Dockerfiles for RASCIL

RASCIL supports the publishing of various docker images. The related Dockerfiles can be found in the docker directory and its subdirectories. The images are based on a python wheel created from RASCIL.

Makefiles are also included, which support building, pushing, and tagging images. The images are named as specified in the release file of the docker image directory, and tagged by the RASCIL version stored in rascil/version.py.

There are various directories for docker files:

  • rascil-base: A minimal RASCIL, without data

  • rascil-full: Base with data

  • rascil-notebook: Supports running jupyter notebook

  • rascil-imaging-qa: Runs the Continuum Imaging Quality Assessment tool

  • rascil-rcal: Supports running RCAL as consumer of SDP visibility receive data. Note that this is not published as of rascil==1.1.0

Automatic publishing

The docker images are automatically built by the CI pipeline.

When the repository is tagged, and a new version of it is released, a versioned docker images of each type is published to the Central Artifact Repository (CAR). To find out what versions you can download, look for the relevant RASCIL docker image in the CAR. Example:

artefact.skao.int/rascil-base:1.0.0

Upon every commit an image with the commit tag is published to the GitLab Registry. Note that these are development images and should only be used with caution.

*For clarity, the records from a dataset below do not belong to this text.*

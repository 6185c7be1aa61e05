//! `Any`: a polymorphic engine value with a runtime type tag.

use crate::dpf_error::DpfError;
use crate::handle::{DpfObject, FromOutput, ObjectHandle, dpf_object};
use crate::server::{self, Server};
use crate::transport::call::{AnyCall, Call, EntityKind, Primitive, ValueKind};

#[derive(Debug)]
pub struct Any {
    handle: ObjectHandle,
}

dpf_object!(Any, EntityKind::Any);

impl Any {
    /// Wrap an engine object.
    pub fn new<T: DpfObject>(obj: &T) -> Result<Self, DpfError> {
        let server = obj.server();
        Ok(Self {
            handle: ObjectHandle::create(server, Call::Any(AnyCall::FromObject { obj: obj.object_id() }))?,
        })
    }

    pub fn from_primitive(value: impl Into<Primitive>, server: Option<&Server>) -> Result<Self, DpfError> {
        let server = server::resolve(server)?;
        Ok(Self {
            handle: ObjectHandle::create(&server, Call::Any(AnyCall::FromPrimitive { value: value.into() }))?,
        })
    }

    /// Runtime type of the wrapped value.
    pub fn kind(&self) -> Result<ValueKind, DpfError> {
        self.handle
            .call(Call::Any(AnyCall::Kind { obj: self.handle.id() }))?
            .into_value_kind()
    }

    /// Typed view of the wrapped value.
    ///
    /// # Errors
    /// `TypeMismatch` when the runtime tag is not a `T`.
    pub fn cast<T: FromOutput>(&self) -> Result<T, DpfError> {
        let v = self
            .handle
            .call(Call::Any(AnyCall::Unwrap {
                obj: self.handle.id(),
                kind: T::output_kind(),
            }))?
            .into_value()?;
        T::from_value(v, self.handle.server())
    }
}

registry.gitlab.com/ska-telescope/external/rascil/rascil-imaging-qa:<commit-tag>

The list of available development images can be found here, where you can find the commit-tag as well: https://gitlab.com/ska-telescope/external/rascil-main/container_registry/

Build, push, and tag a set of Dockerfiles

If you want to build an image yourself, follow these steps:

  • cd into one of the subdirectories

  • Build the image with make build

Other useful make commands :

  • push pushes the images to the docker registry

  • push_latest pushes the :latest tag

  • push_version pushes a version tag without the git SHA

Note, the above make commands use environment variables to determine the image name and repository. For a full list and defaults, please consult the Makefile in docker/make/.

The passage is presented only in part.